PCIS is an inflammatory process involving the pericardium and pleura in response to cardiac injury. The mechanism of IPG-induced PCIS is still unclear but may involve localized micro-trauma at the site of IPG lead insertion . The increased incidence of PCIS with atrial leads is likely related to the thin atrial wall. Lead perforation can cause a change in sensing and pacing parameters. It is important to differentiate PCIS from lead perforation to prevent unnecessary therapeutic interventions. A CT scan of the chest can detect pleuropericardial involvement and can help rule out cardiac perforation. Pleuropericarditis has rarely been reported with IPG insertion. Moreover, pleural fluid analysis shows exudative effusion in the majority of cases . Thus, pleural fluid analysis can provide valuable diagnostic information.
In the present case, a slight pericardial hemorrhage could have occurred on the first day after implantation, with resorption in the following days, and inflammatory reaction with pericardial and left pleural effusion afterwards, without any complaints from the patient. This was confirmed by the laboratory examination of pleural fluid, suggesting fluid density in the pericardial sac in CT and an increase in hs-CRP value with normal PCT level, resulting in the recurrence of pericardial fluid with re-increase in hs-CRP value after decreasing the prednisolone dose. If these values had not been thoroughly examined on the day of planned discharge, the pleuritis with large effusion would have been overlooked.
Patients with even mild pericardial effusion after IPG insertion should be followed closely due to the risk of pleuropericarditis, with consideration of anti-inflammatory treatment longer than in pericarditis.
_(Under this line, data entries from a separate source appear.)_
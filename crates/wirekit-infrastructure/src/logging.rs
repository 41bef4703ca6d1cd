//! Structured logging with tracing
//!
//! Configures the global subscriber from [`LoggingConfig`]: an env-filter that
//! `WIREKIT_LOG` overrides, plain or JSON output, and an optional daily rolling file.

use crate::constants::{DEFAULT_LOG_FILE_STEM, LOG_FILTER_ENV};
use wirekit_domain::error::{Error, Result};

pub use crate::config::LoggingConfig;
use tracing::{Level, info, warn};
use tracing_subscriber::{EnvFilter, Registry, fmt, layer::SubscriberExt, util::SubscriberInitExt};

/// Initialize logging with the provided configuration
pub fn init_logging(config: &LoggingConfig) -> Result<()> {
    let level = parse_log_level(&config.level)?;
    let filter =
        EnvFilter::try_from_env(LOG_FILTER_ENV).unwrap_or_else(|_| EnvFilter::new(&config.level));

    let file_appender = config.file_output.as_ref().map(|path| {
        tracing_appender::rolling::daily(
            path.parent().unwrap_or_else(|| std::path::Path::new(".")),
            path.file_stem()
                .unwrap_or_else(|| std::ffi::OsStr::new(DEFAULT_LOG_FILE_STEM)),
        )
    });

    // Layer types differ between plain and JSON output, hence the separate branches
    let registry = Registry::default().with(filter);
    let installed = if config.json_format {
        let stdout = fmt::layer()
            .json()
            .with_writer(std::io::stderr)
            .with_target(true)
            .with_file(true)
            .with_line_number(true);
        if let Some(appender) = file_appender {
            let file = fmt::layer()
                .json()
                .with_writer(appender)
                .with_ansi(false)
                .with_target(true);
            registry.with(stdout).with(file).try_init()
        } else {
            registry.with(stdout).try_init()
        }
    } else {
        let stdout = fmt::layer().with_writer(std::io::stderr).with_target(true);
        if let Some(appender) = file_appender {
            let file = fmt::layer()
                .with_writer(appender)
                .with_ansi(false)
                .with_target(true);
            registry.with(stdout).with(file).try_init()
        } else {
            registry.with(stdout).try_init()
        }
    };
    installed.map_err(|e| {
        Error::configuration_with_source("Failed to install the tracing subscriber", e)
    })?;

    info!("Logging initialized with level: {}", level);
    Ok(())
}

/// Parse log level string to tracing Level
pub fn parse_log_level(level: &str) -> Result<Level> {
    match level.to_lowercase().as_str() {
        "trace" => Ok(Level::TRACE),
        "debug" => Ok(Level::DEBUG),
        "info" => Ok(Level::INFO),
        "warn" | "warning" => Ok(Level::WARN),
        "error" => Ok(Level::ERROR),
        _ => Err(Error::configuration(format!(
            "Invalid log level: {level}. Use trace, debug, info, warn, or error"
        ))),
    }
}

/// Log configuration loading status
pub fn log_config_loaded(config_path: &std::path::Path, success: bool) {
    if success {
        info!("Configuration loaded from {}", config_path.display());
    } else {
        warn!("Configuration file not found: {}", config_path.display());
    }
}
FiguresFigure 1.. Electrocardiography 1 day after the IPG implantation. Figure 2.. (A) Echocardiographic parasternal long-axis view displaying a pericardial effusion behind the posterior wall (red arrow) and effusion in the left pleural cavity (blue arrow). (B) Apical 4-chamber view shows correctly located ventricular electrode (green arrow). (C) Lung ultrasound displaying a left pleural effusion (blue arrow) and pericardial effusion (red arrow). (D) Computed tomography of the chest showing fluid behind the posterior wall of the left ventricle (red arrow) and effusion in the left pleural cavity (red arrow). Video 1.. Echocardiographic parasternal long axis view displaying a pericardial effusion behind the posterior wall and effusion in the left pleural cavity. Video 2.. Lung ultrasound displaying a left pleural effusion and pericardial effusion. Video 3.. Echocardiographic subcostal view displaying a small amount of fluid in front of the right ventricle.